Se falassem em selos, Rosette é que seria aprendiza de Azmaria, pensou Chrno. Perguntou-se quantas mentiras teriam de contar até serem descobertos.

- Eu vi-te a falar com aquelas freiras. – protestou Rosette com duas armas nas mãos, enquanto saía para o quintal, acompanhada por Chrno.

- Elas só estavam a perguntar-me sobre a situação em Nova Iorque. – justificou Chrno – Se viesses connosco em vez de andares com os seladores, já não precisavas de supor.

- Eu vi como é que elas estavam a olhar para ti. – disse Rosette, sentindo a brisa nocturna no pescoço – Se estivesses na tua forma anterior, elas nem sequer se dignavam a falar contigo. Agora vamos treinar. Não estou habituada a ter um companheiro tão grande!

Chrno revirou os olhos. – O que é que se passa contigo? Se a minha forma adulta é assim tão inconveniente, posso voltar para Nova Iorque!

- Porque é que não voltas, então!? – exclamou Rosette, sem pensar. Não fazia a mínima ideia do que é que se estava a passar com ela – Eu consigo desenrascar-me sozinha!

- Se é isso que queres. – murmurou Chrno, virando costas.

Com as sobrancelhas franzidas, Rosette ficou a ver Chrno a sair da Ordem.

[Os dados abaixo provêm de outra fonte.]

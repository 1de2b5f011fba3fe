//! Display masks for CPF, CEP and phone inputs.
//!
//! Masks are display transforms only: each one strips every non-digit
//! character, then reinserts separators progressively as digits accumulate.
//! Digits beyond the mask's capacity are dropped. Validation always works on
//! [`digits`], never on the masked text.

/// The masks the form applies on every keystroke.
#[derive(Debug, Clone, Copy, PartialEq, Eq)]
pub enum Mask {
  /// `###.###.###-##`
  Cpf,
  /// `#####-###`
  Cep,
  /// `(##) ####-####` or `(##) #####-####`
  Phone,
}

impl Mask {
  pub fn apply(self, value: &str) -> String {
    match self {
      Self::Cpf => cpf(value),
      Self::Cep => cep(value),
      Self::Phone => phone(value),
    }
  }
}

/// The ASCII digits of `value`, in order.
pub fn digits(value: &str) -> String {
  value.chars().filter(char::is_ascii_digit).collect()
}

/// Mask a CPF as `###.###.###-##`.
pub fn cpf(value: &str) -> String {
  let d = digits(value);
  let d = &d[..d.len().min(11)];

  let mut out = String::with_capacity(14);
  for (i, c) in d.chars().enumerate() {
    match i {
      3 | 6 => out.push('.'),
      9 => out.push('-'),
      _ => {}
    }
    out.push(c);
  }
  out
}

/// Mask a CEP as `#####-###`.
pub fn cep(value: &str) -> String {
  let d = digits(value);
  let d = &d[..d.len().min(8)];

  if d.len() > 5 {
    format!("{}-{}", &d[..5], &d[5..])
  } else {
    d.to_owned()
  }
}

/// Mask a phone number with a two-digit area code.
///
/// Eight local digits produce `(##) ####-####`; nine or more produce
/// `(##) #####-####`. Fewer than eight local digits are shown unsplit.
pub fn phone(value: &str) -> String {
  let d = digits(value);
  if d.len() <= 2 {
    return d;
  }

  let (area, local) = d.split_at(2);
  let local = match local.len() {
    0..=7 => local.to_owned(),
    8 => format!("{}-{}", &local[..4], &local[4..]),
    _ => format!("{}-{}", &local[..5], &local[5..9]),
  };
  format!("({area}) {local}")
}
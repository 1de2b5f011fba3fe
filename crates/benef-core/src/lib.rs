//! Core types and view-models for the beneficiary management client.
//!
//! This crate has no HTTP and terminal dependencies. The
//! HTTP client (`benef-client`) implements [`api::BeneficiaryApi`]; the
//! terminal UI (`benef-cli`) renders the [`form::FormState`] and
//! [`list::ListState`] snapshots.

pub mod api;
pub mod beneficiary;
pub mod choice;
pub mod error;
pub mod field;
pub mod form;
pub mod list;
pub mod mask;
pub mod validate;

pub use error::ApiError;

Ela sabia que ele não voltaria para Nova Iorque. Por muito que estivesse chateado, nunca a deixaria sozinha.

- Vocês têm uma relação bastante íntima, huh?

Ao ouvir a voz atrás de si, Rosette virou-se e apontou a arma à cara de um dos seladores que tinha conhecido há algumas horas. O nome dele era Hector, lembrou-se ela.

- Intima? – Rosette guardou as pistolas – Somos só companheiros.

- Então porque é que estavas com ciúmes? – perguntou Hector – E ele também não parecia melhor.

Ciúmes? Era isso que estava a sentir?